Un camarero dejó caer una bandeja llena de bebidas.

—La Marina abordó ayer un buque en plena línea de cuarentena. El primero que abordan. Un destacamento armado. Podéis apostar a que allí hubo tensión, tíos. Resultó que el buque no llevaba misiles. Llevaba piezas de repuesto para camiones y papel higiénico. ¿Lo veis? Ahí lo tenéis: la vida normal y corriente intentando reafirmarse de nuevo. Tal es el significado secreto de esta semana. La historia secreta que nunca aparece en las crónicas escritas de la época ni en las declaraciones públicas de los poderosos. Esas bombas y esos misiles tan bonitos. Esos aviones y esos submarinos. ¿Alguna vez habíais visto algo tan maravilloso? Las armas cuentan con los mejores ingenieros y obtienen los nombres más poéticos. Entretanto, un granjero cubano cascarrabias está aguardando a que le envíen un carburador para su desvencijado tractor. Y, entretanto, ha tenido que limpiarse el culo con la cosecha de lechuga. No hacen más que recordarle que tiene que ser paciente, sí, mientras ellos solucionan sus relaciones a alto nivel —Lenny hizo una pequeña reverencia y giró sobre sí mismo—. ¿Os acordáis cómo os hablaba vuestra madre cuando estabais en el orinal? Vamos, tesoro, hazlo por mami —volvió a pivotar y a girar sobre sí mismo—. Y vosotros, los polis en misión especial. Los lingüistas de entre el público. Hay una cosa que deberíais saber. ¿La palabra smack, de heroína? Viene del yidis shmek. ¿Sabíais eso, expertos? Un hálito, un olfateo, como una esnifada. No te lo pierdas, tiene un shmek que le cuesta doscientos dólares. La próxima vez que detengáis a un drogata correligionario —la palabra despertó una risa entrecortada entre los chavales del instituto— y tengáis que meterle un dedo enguantado por el culo para comprobar qué clase de costo lleva ahí metido, ese olor que notaréis será shmek, amigos míos. Ni más ni menos que otro nombre para designar la vida cotidiana.

Los detectives no se rieron.

Una leve brisa marina sopló a través de la estancia, y para entonces la banda interpretaba chachachás. Una mujer que iba a sentarse no acertó con la silla. Desde el extremo de la barra comenzaron a llegar bailarines, bailarines que procedían del vestíbulo, uno, dos, chachachá, mientras Lenny agitaba los hombros y hundía las caderas. Los agentes de viajes votaron para ver qué hacían y a la vista del resultado pidieron otra ronda.

La música taladraba los muros como pedos de tamale y un par de chavalas de instituto se levantaron y se pusieron a bailar entre las mesas atestadas.

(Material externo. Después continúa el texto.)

#[cfg(test)]
mod tests {
    use super::*;
    use crate::oci::image::tests::create_test_image;
    use tempfile::TempDir;

    fn options(format: ArchiveFormat, output: &Path) -> SaveOptions {
        SaveOptions {
            format,
            output: output.to_string_lossy().to_string(),
            compress: false,
            compression_algorithm: None,
            compression_level: None,
            quiet: true,
            multi_image_archive: false,
        }
    }

    async fn engine_with_images(tmp: &TempDir) -> LocalImageEngine {
        let store = ImageStore::new(&tmp.path().join("store")).unwrap();
        for (reference, dir) in [("docker.io/library/alpine:latest", "a"), ("busybox:1.36", "b")] {
            let source = tmp.path().join(dir);
            let digest = create_test_image(&source);
            // Distinct store entries for the two references
            let digest = format!("{digest}{dir}");
            store.put(reference, &digest, &source).await.unwrap();
        }
        LocalImageEngine::with_store(Arc::new(store))
    }

    fn archive_entries(path: &Path) -> Vec<String> {
        let mut archive = tar::Archive::new(File::open(path).unwrap());
        archive
            .entries()
            .unwrap()
            .map(|e| e.unwrap().path().unwrap().to_string_lossy().to_string())
            .collect()
    }

    #[test]
    fn test_normalize_tag() {
        assert_eq!(normalize_tag("alpine"), "alpine:latest");
        assert_eq!(normalize_tag("alpine:3.18"), "alpine:3.18");
        assert_eq!(normalize_tag("localhost:5000/app"), "localhost:5000/app:latest");
        assert_eq!(normalize_tag("app@sha256:abc"), "app@sha256:abc");
    }

    #[test]
    fn test_export_names_dedupes_tags() {
        let names = export_names(
            "docker.io/library/alpine:latest",
            &["docker.io/library/alpine".to_string(), "mine/alpine".to_string()],
        );
        assert_eq!(
            names,
            vec!["docker.io/library/alpine:latest", "mine/alpine:latest"]
        );
    }

    #[test]
    fn test_layer_compression_rules() {
        let out = Path::new("out");
        assert_eq!(layer_compression(&options(ArchiveFormat::OciDir, out)).unwrap(), None);

        let mut opts = options(ArchiveFormat::OciDir, out);
        opts.compress = true;
        opts.compression_algorithm = Some(CompressionAlgorithm::Zstd);
        opts.compression_level = Some(19);
        assert_eq!(
            layer_compression(&opts).unwrap(),
            Some(LayerCompression {
                algorithm: CompressionAlgorithm::Zstd,
                level: 19
            })
        );

        opts.format = ArchiveFormat::DockerDir;
        assert!(layer_compression(&opts).is_err());

        opts.compression_algorithm = None;
        opts.compression_level = Some(42);
        assert!(layer_compression(&opts)
            .unwrap_err()
            .to_string()
            .contains("out of range"));
    }

    #[tokio::test]
    async fn test_save_requires_output() {
        let tmp = TempDir::new().unwrap();
        let engine = engine_with_images(&tmp).await;
        let mut opts = options(ArchiveFormat::DockerArchive, Path::new(""));
        opts.output.clear();
        assert!(engine.save("busybox:1.36", &[], &opts).await.is_err());
    }

    #[tokio::test]
    async fn test_store_opened_lazily() {
        let tmp = TempDir::new().unwrap();
        let store_dir = tmp.path().join("store");
        let engine = LocalImageEngine::new(&store_dir);
        assert!(!store_dir.exists());

        let err = engine
            .save("alpine", &[], &options(ArchiveFormat::DockerArchive, &tmp.path().join("x.tar")))
            .await
            .unwrap_err();
        assert!(matches!(err, TarboxError::ImageNotFound(_)));
        assert!(store_dir.exists());
    }

    #[tokio::test]
    async fn test_save_unknown_image() {
        let tmp = TempDir::new().unwrap();
        let engine = engine_with_images(&tmp).await;
        let out = tmp.path().join("out.tar");
        let err = engine
            .save("nginx", &[], &options(ArchiveFormat::OciArchive, &out))
            .await
            .unwrap_err();
        assert!(matches!(err, TarboxError::ImageNotFound(_)));
        assert!(!out.exists());
    }

    #[tokio::test]
    async fn test_save_oci_archive() {
        let tmp = TempDir::new().unwrap();
        let engine = engine_with_images(&tmp).await;
        let out = tmp.path().join("alpine.tar");

        engine
            .save("alpine", &[], &options(ArchiveFormat::OciArchive, &out))
            .await
            .unwrap();

        let entries = archive_entries(&out);
        assert_eq!(entries[0], "oci-layout");
        assert_eq!(entries[1], "index.json");
        assert_eq!(entries.iter().filter(|e| e.starts_with("blobs/sha256/")).count(), 4);
    }

    #[tokio::test]
    async fn test_save_docker_archive() {
        let tmp = TempDir::new().unwrap();
        let engine = engine_with_images(&tmp).await;
        let out = tmp.path().join("busybox.tar");

        engine
            .save(
                "busybox:1.36",
                &["mirror/busybox".to_string()],
                &options(ArchiveFormat::DockerArchive, &out),
            )
            .await
            .unwrap();

        let entries = archive_entries(&out);
        assert!(entries.contains(&"manifest.json".to_string()));
        assert_eq!(entries.iter().filter(|e| e.ends_with(".tar")).count(), 2);
    }

    #[tokio::test]
    async fn test_multi_image_requires_docker_archive() {
        let tmp = TempDir::new().unwrap();
        let engine = engine_with_images(&tmp).await;
        let mut opts = options(ArchiveFormat::OciArchive, &tmp.path().join("x.tar"));
        opts.multi_image_archive = true;

        let err = engine
            .save("alpine", &["busybox:1.36".to_string()], &opts)
            .await
            .unwrap_err();
        assert!(err.to_string().contains("only supported in the docker-archive"));
    }

    #[tokio::test]
    async fn test_docker_dir_unsupported_layer_writes_nothing() {
        let tmp = TempDir::new().unwrap();
        let source = tmp.path().join("z");
        let digest = create_test_image(&source);

        // Swap the gzip layer for zstd data under the same blob name
        let image = OciImage::from_path(&source).unwrap();
        let layer = &image.layers()[1];
        let mut plain = Vec::new();
        compress::open_decompressed(&layer.path)
            .unwrap()
            .read_to_end(&mut plain)
            .unwrap();
        std::fs::write(&layer.path, zstd::encode_all(plain.as_slice(), 3).unwrap()).unwrap();

        let store = ImageStore::new(&tmp.path().join("store")).unwrap();
        store.put("zimage:1", &digest, &source).await.unwrap();
        let engine = LocalImageEngine::with_store(Arc::new(store));

        let out = tmp.path().join("zimage-dir");
        let err = engine
            .save("zimage:1", &[], &options(ArchiveFormat::DockerDir, &out))
            .await
            .unwrap_err();
        assert!(err.to_string().contains("not supported"));
        assert!(!out.exists());
    }

    #[tokio::test]
    async fn test_directory_format_refuses_existing_file() {
        let tmp = TempDir::new().unwrap();
        let engine = engine_with_images(&tmp).await;
        let out = tmp.path().join("not-a-dir");
        std::fs::write(&out, b"").unwrap();

        let err = engine
            .save("alpine", &[], &options(ArchiveFormat::OciDir, &out))
            .await
            .unwrap_err();
        assert!(err.to_string().contains("is not a directory"));
    }
}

Los bailarines originales se desplazaban agachados como boxeadores, avanzando por la barra con sus faldas de colores pastel y sus guayaberas blancas, mientras en California alguien reprogramaba los misiles de prueba con objetivos soviéticos.

Lenny aferró el micrófono y vociferó: ¡Vamos a morir todos!

Se echaron todos medio a reír, medio a llorar. Él les hizo cantar a coro. El chachachá seguía inundando la estancia, y los bailarines seguían entrando en parejas perfectamente equilibradas, y los hombres y las mujeres sentados a las mesas se pusieron en pie y siguieron bailando sin moverse del sitio, haciendo ademanes pugilísticos con las manos. Uno dos chachachá. Se quitaron los zapatos y derramaron las copas. Lenny pronunció un monólogo en spanglish y a todos les encantó y se rieron y medio lloraron y un joven que estudiaba Gestión de Vestuario apuró un vaso de whisky seco, a un tiro de piedra de Cuba.

Es fabuloso, es maravilloso, es Miami.